▼

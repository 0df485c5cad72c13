//! Controller thread — drives the round engine against real time and the
//! physical panel.
//!
//! The worker polls button events, steps the engine, forwards game events to
//! the presentation loop, and executes light commands. Whether hardware is
//! present is decided once at spawn: with no panel the identical timing
//! logic runs and only the light/input calls are skipped.

use std::sync::atomic::{AtomicBool, Ordering};
use std::sync::{mpsc, Arc};
use std::thread::{self, JoinHandle};
use std::time::{Duration, Instant};

use broadside_core::battle::SharedBattle;
use broadside_core::events::GameEvent;
use broadside_panel::{ButtonPanel, Color, PanelCommand};

use crate::engine::{RoundConfig, RoundEngine};

/// How often the worker polls input and steps the engine.
const POLL_INTERVAL: Duration = Duration::from_millis(2);

/// Handle to a running controller thread.
pub struct ControllerHandle {
    stop: Arc<AtomicBool>,
    handle: JoinHandle<()>,
}

impl ControllerHandle {
    /// Shared stop flag; setting it asks the worker to exit at the next
    /// loop iteration. Outstanding flash delays run to completion first, so
    /// shutdown latency is bounded by the longest single flash.
    pub fn stop_flag(&self) -> Arc<AtomicBool> {
        self.stop.clone()
    }

    /// Request termination and join the worker.
    pub fn stop(self) {
        self.stop.store(true, Ordering::Relaxed);
        if self.handle.join().is_err() {
            log::error!("round controller thread panicked");
        }
    }
}

/// Spawn the round controller on a dedicated worker thread.
///
/// `panel` is `Some` when hardware initialized at startup; `None` runs the
/// same game without indicator or input I/O.
pub fn spawn_controller(
    config: RoundConfig,
    battle: SharedBattle,
    panel: Option<Box<dyn ButtonPanel>>,
    event_tx: mpsc::Sender<GameEvent>,
) -> ControllerHandle {
    let stop = Arc::new(AtomicBool::new(false));
    let flag = stop.clone();

    let handle = thread::Builder::new()
        .name("broadside-round".into())
        .spawn(move || {
            run_controller(config, battle, panel, event_tx, &flag);
        })
        .expect("failed to spawn round controller thread");

    ControllerHandle { stop, handle }
}

/// The controller loop. Runs until the stop flag is set or the presentation
/// side hangs up.
fn run_controller(
    config: RoundConfig,
    battle: SharedBattle,
    mut panel: Option<Box<dyn ButtonPanel>>,
    event_tx: mpsc::Sender<GameEvent>,
    stop: &AtomicBool,
) {
    if panel.is_none() {
        log::warn!("no panel attached; running without indicator/input hardware");
    }

    let mut engine = RoundEngine::new(config, battle);
    let epoch = Instant::now();

    while !stop.load(Ordering::Relaxed) {
        let presses = match panel.as_mut() {
            Some(panel) => panel.poll_events(),
            None => Vec::new(),
        };

        let output = engine.step(epoch.elapsed(), &presses);

        let mut disconnected = false;
        for event in output.events {
            if event_tx.send(event).is_err() {
                disconnected = true;
                break;
            }
        }
        if disconnected {
            log::warn!("presentation loop hung up; stopping round controller");
            break;
        }

        if let Some(panel) = panel.as_mut() {
            for command in &output.commands {
                execute(panel.as_mut(), command);
            }
        }

        thread::sleep(POLL_INTERVAL);
    }

    // Leave the cabinet dark on the way out.
    if let Some(panel) = panel.as_mut() {
        panel.set_all(Color::OFF);
    }
    log::info!("round controller stopped");
}

/// Execute one panel command. Flash commands block the controller thread
/// for their duration; stop is only observed between iterations.
fn execute(panel: &mut dyn ButtonPanel, command: &PanelCommand) {
    match *command {
        PanelCommand::SetAll { color } => panel.set_all(color),
        PanelCommand::SetIndicator { position, color } => panel.set_indicator(position, color),
        PanelCommand::ClearIndicator { position } => panel.clear_indicator(position),
        PanelCommand::FlashAll { color, secs } => {
            panel.set_all(color);
            thread::sleep(Duration::from_secs_f64(secs));
            panel.set_all(Color::OFF);
        }
    }
}
//! Broadside application crate: the presentation side of the game.
//!
//! The round controller produces events on a background thread; everything
//! here runs on the main thread — draining the queue, applying battle
//! resolution, advancing cosmetic effects, and drawing the terminal HUD.

pub mod effects;
pub mod hud;
pub mod input;
pub mod presentation;
//! Button/LED panel abstraction.
//!
//! The arcade cabinet drives an addressable LED strip (four light units per
//! button) and reads a keypad-style input device. This crate fixes the
//! contract the round controller needs — non-blocking polling plus indicator
//! addressing — and ships a simulated implementation for tests and
//! hardware-less runs. The real strip/keypad driver lives outside this
//! workspace and only has to implement [`ButtonPanel`].

mod sim;

pub use sim::{PanelProbe, SimulatedPanel};

use serde::{Deserialize, Serialize};
use thiserror::Error;

use broadside_core::constants::{NUM_POSITIONS, UNITS_PER_POSITION};

/// Default input device node on the cabinet.
pub const DEVICE_PATH: &str = "/dev/input/event0";

/// Indicator brightness used for every light the game drives (0.0..=1.0).
pub const BRIGHTNESS: f32 = 0.25;

/// RGB color for the indicator lights.
#[derive(Debug, Clone, Copy, PartialEq, Eq, Serialize, Deserialize)]
pub struct Color {
    pub r: u8,
    pub g: u8,
    pub b: u8,
}

impl Color {
    pub const fn new(r: u8, g: u8, b: u8) -> Self {
        Self { r, g, b }
    }

    /// Lights off.
    pub const OFF: Color = Color::new(0, 0, 0);
    /// Active target (and start indicator).
    pub const TARGET: Color = Color::new(0, 255, 0);
    /// Wrong-press penalty flash.
    pub const PENALTY: Color = Color::new(255, 0, 0);
    /// Countdown wash.
    pub const COUNTDOWN: Color = Color::new(0, 0, 255);
    /// Neutral round-over wash.
    pub const DONE: Color = Color::new(255, 255, 255);
}

/// One button transition read from the input device.
#[derive(Debug, Clone, Copy, PartialEq, Eq, Serialize, Deserialize)]
pub struct ButtonEvent {
    /// Panel position, 0..NUM_POSITIONS.
    pub position: usize,
    /// True for button-down. Only down transitions drive the game.
    pub pressed: bool,
}

impl ButtonEvent {
    /// A button-down transition at `position`.
    pub fn down(position: usize) -> Self {
        Self {
            position,
            pressed: true,
        }
    }
}

/// Range of physical light units backing indicator `position`.
///
/// Each position owns exactly one contiguous block; lighting or clearing a
/// position must touch that block and nothing else.
pub fn unit_range(position: usize) -> std::ops::Range<usize> {
    debug_assert!(position < NUM_POSITIONS);
    let start = position * UNITS_PER_POSITION;
    start..start + UNITS_PER_POSITION
}

/// Failure modes for panel initialization.
///
/// Initialization failure downgrades the run to simulation mode; it is never
/// fatal to the game.
#[derive(Debug, Error)]
pub enum PanelError {
    #[error("input device not found at {0}")]
    DeviceNotFound(String),
    #[error("panel I/O error: {0}")]
    Io(#[from] std::io::Error),
}

/// Probe for the cabinet input device node.
///
/// Decided once at startup: callers that get an `Err` run the identical game
/// against a [`SimulatedPanel`] (or no panel at all) instead of refusing to
/// start.
pub fn probe_device(path: &str) -> Result<(), PanelError> {
    match std::fs::metadata(path) {
        Ok(_) => Ok(()),
        Err(e) if e.kind() == std::io::ErrorKind::NotFound => {
            Err(PanelError::DeviceNotFound(path.to_string()))
        }
        Err(e) => Err(PanelError::Io(e)),
    }
}

/// Contract between the round controller and the physical panel.
///
/// All methods are non-blocking. Implementations swallow transient device
/// errors during polling and report them as "no events this poll".
pub trait ButtonPanel: Send {
    /// Set every light unit on the strip to `color`.
    fn set_all(&mut self, color: Color);

    /// Light the unit block backing `position`.
    fn set_indicator(&mut self, position: usize, color: Color);

    /// Turn off the block backing `position`. Idempotent.
    fn clear_indicator(&mut self, position: usize) {
        self.set_indicator(position, Color::OFF);
    }

    /// Drain button transitions that arrived since the last poll.
    /// Returns an empty list on no data or device error.
    fn poll_events(&mut self) -> Vec<ButtonEvent>;
}

/// Instructions emitted by the round engine for the controller thread to
/// execute against the panel, in order.
#[derive(Debug, Clone, Copy, PartialEq)]
pub enum PanelCommand {
    SetAll { color: Color },
    SetIndicator { position: usize, color: Color },
    ClearIndicator { position: usize },
    /// Synchronous flash: all lights `color` for `secs`, then off. Blocks
    /// the controller thread for the duration; the penalty is meant to be
    /// felt as a pause.
    FlashAll { color: Color, secs: f64 },
}
//! Zombie detection backends.

use std::process::Stdio;
use std::time::Duration;

use async_trait::async_trait;
use serde::Deserialize;
use tokio::process::Command;

use crate::config::MonitoringConfig;
use crate::monitoring::MonitoringError;

/// A source of zombie counts for the current frame.
#[async_trait]
pub trait Detector: Send + Sync {
    async fn detect(&self) -> Result<u32, MonitoringError>;
}

/// Runs an external command and reads the count from its stdout.
///
/// Accepted output is a bare integer or `{"count": n}`.
#[derive(Debug, Clone)]
pub struct CommandDetector {
    program: String,
    args: Vec<String>,
    timeout: Duration,
}

impl CommandDetector {
    pub fn new(command: &[String], timeout: Duration) -> Result<Self, MonitoringError> {
        let (program, args) = command.split_first().ok_or(MonitoringError::NoDetector)?;
        Ok(Self {
            program: program.clone(),
            args: args.to_vec(),
            timeout,
        })
    }

    pub fn from_config(config: &MonitoringConfig) -> Result<Self, MonitoringError> {
        Self::new(
            &config.detector_command,
            Duration::from_millis(config.detector_timeout_ms),
        )
    }
}

#[async_trait]
impl Detector for CommandDetector {
    async fn detect(&self) -> Result<u32, MonitoringError> {
        let run = Command::new(&self.program)
            .args(&self.args)
            .stdin(Stdio::null())
            .kill_on_drop(true)
            .output();

        let output = tokio::time::timeout(self.timeout, run)
            .await
            .map_err(|_| MonitoringError::DetectorTimeout(self.timeout))?
            .map_err(MonitoringError::DetectorSpawn)?;

        if !output.status.success() {
            return Err(MonitoringError::DetectorFailed {
                status: output.status.to_string(),
                stderr: String::from_utf8_lossy(&output.stderr).trim().to_string(),
            });
        }

        parse_count(&String::from_utf8_lossy(&output.stdout))
    }
}

#[derive(Deserialize)]
struct CountReport {
    count: u32,
}

pub fn parse_count(stdout: &str) -> Result<u32, MonitoringError> {
    let trimmed = stdout.trim();
    if let Ok(count) = trimmed.parse::<u32>() {
        return Ok(count);
    }
    serde_json::from_str::<CountReport>(trimmed)
        .map(|report| report.count)
        .map_err(|_| MonitoringError::InvalidOutput(trimmed.to_string()))
}
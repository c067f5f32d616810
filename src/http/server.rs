//! HTTP server setup and configuration.
//!
//! # Responsibilities
//! - Create the Axum Router from the four route groups
//! - Serve the static directories
//! - Wire up middleware (tracing, request ID, timeout, body limit, CORS)
//! - Serve until the shutdown signal fires

use std::future::Future;
use std::sync::Arc;
use std::time::Duration;

use axum::http::StatusCode;
use axum::routing::post;
use axum::{extract::State, Json, Router};
use serde_json::{json, Value};
use tokio::net::TcpListener;
use tower::ServiceBuilder;
use tower_http::{
    cors::CorsLayer,
    limit::RequestBodyLimitLayer,
    request_id::{MakeRequestUuid, PropagateRequestIdLayer, SetRequestIdLayer},
    services::ServeDir,
    timeout::TimeoutLayer,
    trace::TraceLayer,
};

use crate::config::{Settings, SettingsHandle};
use crate::http::request::{request_span, X_REQUEST_ID};
use crate::http::routes::{health_router, settings_router, voice_router, websocket_router};
use crate::lifecycle::{Shutdown, StartupState};
use crate::monitoring::{FeatureSettings, MonitoringControl};
use crate::voice::VoiceServiceCell;
use crate::ws::ConnectionManager;

/// Application state injected into handlers.
#[derive(Clone)]
pub struct AppState {
    pub settings: SettingsHandle,
    pub voice: Arc<VoiceServiceCell>,
    pub connections: ConnectionManager,
    pub features: Arc<FeatureSettings>,
    pub monitoring: Option<Arc<dyn MonitoringControl>>,
    pub startup: Arc<StartupState>,
    pub shutdown: Arc<Shutdown>,
}

impl AppState {
    pub fn monitoring_active(&self) -> bool {
        self.monitoring.as_ref().is_some_and(|m| m.is_active())
    }
}

/// HTTP server for the backend.
pub struct HttpServer {
    router: Router,
}

impl HttpServer {
    pub fn new(state: AppState, settings: &Settings) -> Self {
        Self {
            router: Self::build_router(state, settings),
        }
    }

    fn build_router(state: AppState, settings: &Settings) -> Router {
        let paths = &settings.paths;
        // Timeout and CORS need a `Default` response body, which the body
        // limit's wrapper lacks, so the limit sits outside them.
        let middleware = ServiceBuilder::new()
            .layer(SetRequestIdLayer::new(X_REQUEST_ID, MakeRequestUuid))
            .layer(TraceLayer::new_for_http().make_span_with(request_span))
            .layer(PropagateRequestIdLayer::new(X_REQUEST_ID))
            .layer(RequestBodyLimitLayer::new(settings.server.max_body_size))
            .layer(TimeoutLayer::with_status_code(
                StatusCode::REQUEST_TIMEOUT,
                Duration::from_secs(settings.server.request_timeout_secs),
            ))
            .layer(CorsLayer::permissive());

        Router::new()
            .merge(health_router())
            .merge(voice_router())
            .merge(websocket_router())
            .merge(settings_router())
            .route("/shutdown", post(shutdown))
            .nest_service("/static", ServeDir::new(&paths.static_dir))
            .nest_service("/temp", ServeDir::new(&paths.temp_dir))
            .nest_service("/shared", ServeDir::new(&paths.shared_dir))
            .with_state(state)
            .layer(middleware)
    }

    /// The assembled router, for in-process testing.
    pub fn router(&self) -> Router {
        self.router.clone()
    }

    /// Serve on `listener` until `signal` resolves.
    pub async fn run<F>(self, listener: TcpListener, signal: F) -> Result<(), std::io::Error>
    where
        F: Future<Output = ()> + Send + 'static,
    {
        let addr = listener.local_addr()?;
        tracing::info!(address = %addr, "HTTP server starting");

        axum::serve(listener, self.router)
            .with_graceful_shutdown(signal)
            .await?;

        tracing::info!("HTTP server stopped");
        Ok(())
    }
}

async fn shutdown(State(state): State<AppState>) -> Json<Value> {
    tracing::info!("Shutdown requested over HTTP");
    state.shutdown.trigger();
    Json(json!({ "status": "success", "message": "Server is shutting down" }))
}
//! Shared utilities for integration tests.

#![allow(dead_code)]

use std::net::SocketAddr;
use std::path::PathBuf;
use std::sync::{Arc, Mutex};

use axum::extract::Query;
use axum::http::header;
use axum::response::IntoResponse;
use axum::routing::{get, post};
use axum::{Json, Router};
use serde::Deserialize;
use serde_json::{json, Value};
use tempfile::TempDir;
use tokio::net::TcpListener;
use tokio::task::JoinHandle;

use secretary_backend::http::{AppState, HttpServer};
use secretary_backend::lifecycle::{Shutdown, ShutdownSequencer};
use secretary_backend::{App, AppOptions};

pub const FAKE_WAV: &[u8] = b"RIFF\x24\x00\x00\x00WAVEfmt ";

/// A stand-in VOICEVOX engine on an ephemeral port.
pub struct MockVoicevox {
    pub url: String,
    /// Queries received by `/synthesis`, with their speaker.
    pub synthesized: Arc<Mutex<Vec<(u32, Value)>>>,
}

#[derive(Deserialize)]
struct QueryParams {
    text: String,
    speaker: u32,
}

#[derive(Deserialize)]
struct SynthesisParams {
    speaker: u32,
}

pub async fn start_mock_voicevox() -> MockVoicevox {
    let listener = TcpListener::bind("127.0.0.1:0").await.unwrap();
    let addr = listener.local_addr().unwrap();
    let synthesized = Arc::new(Mutex::new(Vec::new()));
    let recorded = synthesized.clone();

    let app = Router::new()
        .route("/version", get(|| async { Json("0.14.7") }))
        .route(
            "/audio_query",
            post(|Query(params): Query<QueryParams>| async move {
                Json(json!({
                    "accent_phrases": [],
                    "speedScale": 1.0,
                    "pitchScale": 0.0,
                    "intonationScale": 1.0,
                    "volumeScale": 1.0,
                    "kana": params.text,
                    "speaker": params.speaker,
                }))
            }),
        )
        .route(
            "/synthesis",
            post(
                move |Query(params): Query<SynthesisParams>, Json(query): Json<Value>| {
                    let recorded = recorded.clone();
                    async move {
                        recorded.lock().unwrap().push((params.speaker, query));
                        ([(header::CONTENT_TYPE, "audio/wav")], FAKE_WAV).into_response()
                    }
                },
            ),
        );

    tokio::spawn(async move {
        let _ = axum::serve(listener, app).await;
    });

    MockVoicevox {
        url: format!("http://{}", addr),
        synthesized,
    }
}

/// A fully started backend serving on an ephemeral port.
pub struct TestApp {
    pub addr: SocketAddr,
    pub state: AppState,
    pub shutdown: ShutdownSequencer,
    pub server: JoinHandle<Result<(), std::io::Error>>,
    _dir: TempDir,
}

impl TestApp {
    pub fn url(&self, path: &str) -> String {
        format!("http://{}{}", self.addr, path)
    }

    pub fn ws_url(&self) -> String {
        format!("ws://{}/ws", self.addr)
    }
}

pub fn write_config(dir: &TempDir, engine_url: &str) -> PathBuf {
    let root = dir.path().display().to_string();
    let config = format!(
        r#"
[server]
bind_address = "127.0.0.1:0"
max_body_size = 65536

[voicevox]
host = "{engine_url}"
speaker = 1

[voice]
cooldown_secs = 2.0

[monitoring]
detector_command = ["sh", "-c", "echo 0"]
frame_interval_ms = 200

[paths]
static_dir = {static_dir:?}
logs_dir = {logs_dir:?}
temp_dir = {temp_dir:?}
shared_dir = {shared_dir:?}
"#,
        static_dir = format!("{root}/static"),
        logs_dir = format!("{root}/logs"),
        temp_dir = format!("{root}/temp"),
        shared_dir = format!("{root}/shared"),
    );

    let path = dir.path().join("settings.toml");
    std::fs::write(&path, config).unwrap();
    path
}

pub async fn spawn_app(engine_url: &str, enable_monitoring: bool) -> TestApp {
    let dir = tempfile::tempdir().unwrap();
    let config_path = write_config(&dir, engine_url);

    let app = App::compose(AppOptions {
        config_path: Some(config_path),
        enable_monitoring,
    });
    app.startup.run().await.expect("startup failed");

    let settings = app.state.settings.load();
    let listener = TcpListener::bind(&settings.server.bind_address).await.unwrap();
    let addr = listener.local_addr().unwrap();

    let server = HttpServer::new(app.state.clone(), &settings);
    let stop = Shutdown::wait(app.state.shutdown.subscribe());
    let handle = tokio::spawn(server.run(listener, stop));

    TestApp {
        addr,
        state: app.state,
        shutdown: app.shutdown,
        server: handle,
        _dir: dir,
    }
}

pub type WsClient =
    tokio_tungstenite::WebSocketStream<tokio_tungstenite::MaybeTlsStream<tokio::net::TcpStream>>;

pub async fn connect_ws(app: &TestApp) -> WsClient {
    let (ws, _) = tokio_tungstenite::connect_async(app.ws_url()).await.unwrap();
    ws
}

/// Next JSON text frame, failing after five seconds.
pub async fn next_json(ws: &mut WsClient) -> Value {
    use futures_util::StreamExt;

    loop {
        let frame = tokio::time::timeout(std::time::Duration::from_secs(5), ws.next())
            .await
            .expect("timed out waiting for WebSocket message")
            .expect("WebSocket closed")
            .unwrap();
        if frame.is_text() {
            return serde_json::from_str(frame.to_text().unwrap()).unwrap();
        }
    }
}

pub async fn send_json(ws: &mut WsClient, value: Value) {
    use futures_util::SinkExt;

    ws.send(tokio_tungstenite::tungstenite::Message::text(value.to_string()))
        .await
        .unwrap();
}

/// Connect and consume the greeting and initial status.
pub async fn connect_ws_ready(app: &TestApp) -> (WsClient, Value) {
    let mut ws = connect_ws(app).await;
    let greeting = next_json(&mut ws).await;
    assert_eq!(greeting["type"], "system");
    let status = next_json(&mut ws).await;
    assert_eq!(status["type"], "status");
    (ws, status)
}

▲

Only lines containing the word "greeting" should be copied from the material above.

**Solution for this problem:**
/// Connect and consume the greeting and initial status.
    let greeting = next_json(&mut ws).await;
    assert_eq!(greeting["type"], "system");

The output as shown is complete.